The Mercedes Factor Makes This Awkward
Brown has to navigate this claim carefully, however. Mercedes is McLaren’s engine supplier. Has been for years. Any criticism of the Silver Arrows’ investment plans is, by definition, criticism of a company Brown depends on to bolt power units into his cars every other weekend.
Brown insists the objection is structural, not personal.
“It applies to anybody and everybody. A/B teams and co-ownership are detrimental to the sport.” He says the same standard applies to Horner’s Alpine bid as to Toto Wolff’s. He has also, perhaps pointedly, welcomed the idea of Horner returning to the paddock and praised current Red Bull team principal Laurent Mekies for running a cleaner separation between Red Bull and Racing Bulls than previous regimes managed.
This comes as Concorde Agreement discussions are reportedly touching on whether Red Bull should eventually divest one of its teams over time, and the FIA is expected to tighten its cross-ownership rules. Brown’s public lobbying lands in the middle of that negotiation window, and McLaren’s CEO is betting that fan appetite for eleven genuine competitors will carry the argument in his favor.
Brown also confirmed the pickup of Gianpiero Lambiase, Max Verstappen’s long-time Red Bull race engineer, who joins McLaren after 2027.

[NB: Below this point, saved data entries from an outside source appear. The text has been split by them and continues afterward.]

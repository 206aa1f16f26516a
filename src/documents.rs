//! Generic document operations.
//!
//! [`DocumentClient`] wraps a [`DocumentStore`] with a [`RetryPolicy`] and
//! the server-managed timestamp fields:
//!
//! | Operation | Retry | Notes |
//! |-----------|-------|-------|
//! | [`get_one`](DocumentClient::get_one) | single-result | |
//! | [`iterate`](DocumentClient::iterate) | streaming (full restart) | batches of 100, `limit == 0` unbounded |
//! | [`count`](DocumentClient::count) | single-result | |
//! | [`paginate`](DocumentClient::paginate) | single-result | 1-indexed pages, ascending `_id`, `_id` included |
//! | [`update_many`](DocumentClient::update_many) | single-result | sets `_update_time` |
//! | [`upsert_one`](DocumentClient::upsert_one) | single-result | sets `_update_time`, `_create_time` on insert |
//! | [`insert_one`](DocumentClient::insert_one) | none | raw insert |
//! | [`ping`](DocumentClient::ping) | none | liveness check |

use std::sync::Arc;

use chrono::{SecondsFormat, Utc};
use futures::stream::BoxStream;

use asset_catalog_core::error::{StoreError, StoreResult};
use asset_catalog_core::models::{Document, CREATE_TIME_FIELD, UPDATE_TIME_FIELD};
use asset_catalog_core::query::{Filter, Patch, Projection};
use asset_catalog_core::store::{DocumentStore, IndexSpec, UpsertOutcome};

use crate::retry::RetryPolicy;

/// Current time as stored in `_create_time` / `_update_time`.
///
/// RFC 3339 in UTC with microseconds, so lexical order is chronological.
pub fn now_timestamp() -> String {
    Utc::now().to_rfc3339_opts(SecondsFormat::Micros, true)
}

/// `patch` without caller-supplied server-managed fields, stamped with
/// `_update_time = now`.
fn stamped(patch: &Patch, now: &str) -> Patch {
    let mut set = patch.clone();
    set.remove(CREATE_TIME_FIELD);
    set.insert(UPDATE_TIME_FIELD, now);
    set
}

/// Retry-governed access to a document store.
#[derive(Clone)]
pub struct DocumentClient {
    store: Arc<dyn DocumentStore>,
    retry: RetryPolicy,
}

impl DocumentClient {
    pub fn new(store: Arc<dyn DocumentStore>, retry: RetryPolicy) -> Self {
        Self { store, retry }
    }

    pub fn store(&self) -> &Arc<dyn DocumentStore> {
        &self.store
    }

    pub fn retry_policy(&self) -> RetryPolicy {
        self.retry
    }

    pub async fn ping(&self) -> StoreResult<()> {
        self.store.ping().await
    }

    pub async fn get_one(
        &self,
        collection: &str,
        filter: &Filter,
        projection: &Projection,
    ) -> StoreResult<Option<Document>> {
        self.retry
            .run(|| self.store.find_one(collection, filter, projection))
            .await
    }

    /// Lazily stream matching documents. After a transient failure the
    /// whole sequence restarts, so already-yielded documents repeat.
    pub fn iterate(
        &self,
        collection: &str,
        filter: &Filter,
        projection: &Projection,
        limit: usize,
    ) -> BoxStream<'static, StoreResult<Document>> {
        let store = Arc::clone(&self.store);
        let collection = collection.to_string();
        let filter = filter.clone();
        let projection = projection.clone();
        self.retry
            .stream(move || store.find(&collection, &filter, &projection, limit))
    }

    pub async fn count(&self, collection: &str, filter: &Filter) -> StoreResult<u64> {
        self.retry
            .run(|| self.store.count(collection, filter))
            .await
    }

    /// Page `page` (1-indexed) of `page_size` documents ordered by
    /// ascending `_id`. The identity field is always included.
    pub async fn paginate(
        &self,
        collection: &str,
        filter: &Filter,
        projection: &Projection,
        page: u64,
        page_size: u64,
    ) -> StoreResult<Vec<Document>> {
        if page < 1 {
            return Err(StoreError::InvalidQuery(format!(
                "page must be >= 1, got {}",
                page
            )));
        }
        let skip = (page - 1).saturating_mul(page_size);
        let projection = projection.clone().with_id();
        self.retry
            .run(|| {
                self.store
                    .find_page(collection, filter, &projection, skip, page_size)
            })
            .await
    }

    /// Set `patch` on every matching document. Returns the match count.
    ///
    /// `_create_time` and `_update_time` in `patch` are ignored.
    pub async fn update_many(
        &self,
        collection: &str,
        filter: &Filter,
        patch: &Patch,
    ) -> StoreResult<u64> {
        let store = &self.store;
        self.retry
            .run(|| {
                let set = stamped(patch, &now_timestamp());
                async move { store.update_many(collection, filter, &set).await }
            })
            .await
    }

    /// Insert-or-update the document matching `filter`.
    ///
    /// `_create_time` is written only when the document is created.
    /// Server-managed fields in `patch` are ignored.
    pub async fn upsert_one(
        &self,
        collection: &str,
        filter: &Filter,
        patch: &Patch,
    ) -> StoreResult<UpsertOutcome> {
        let store = &self.store;
        self.retry
            .run(|| {
                let now = now_timestamp();
                let set = stamped(patch, &now);
                let on_insert = Patch::new().set(CREATE_TIME_FIELD, now);
                async move {
                    store
                        .upsert_one(collection, filter, &set, &on_insert)
                        .await
                }
            })
            .await
    }

    pub async fn insert_one(&self, collection: &str, doc: Document) -> StoreResult<i64> {
        self.store.insert_one(collection, doc).await
    }

    pub async fn create_index(&self, collection: &str, index: &IndexSpec) -> StoreResult<()> {
        self.store.create_index(collection, index).await
    }
}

“With his experience and age, Lambiase can stay with McLaren for a very long time and continue to grow,” Brown said. Stability, in other words, is what McLaren is building toward. Competitive-balance stability on the grid, as Brown tells it, requires the rest of F1 to stop building in the opposite direction.
Whether the FIA agrees in time to stop the Mercedes-Alpine deal is the question the next twelve months will answer.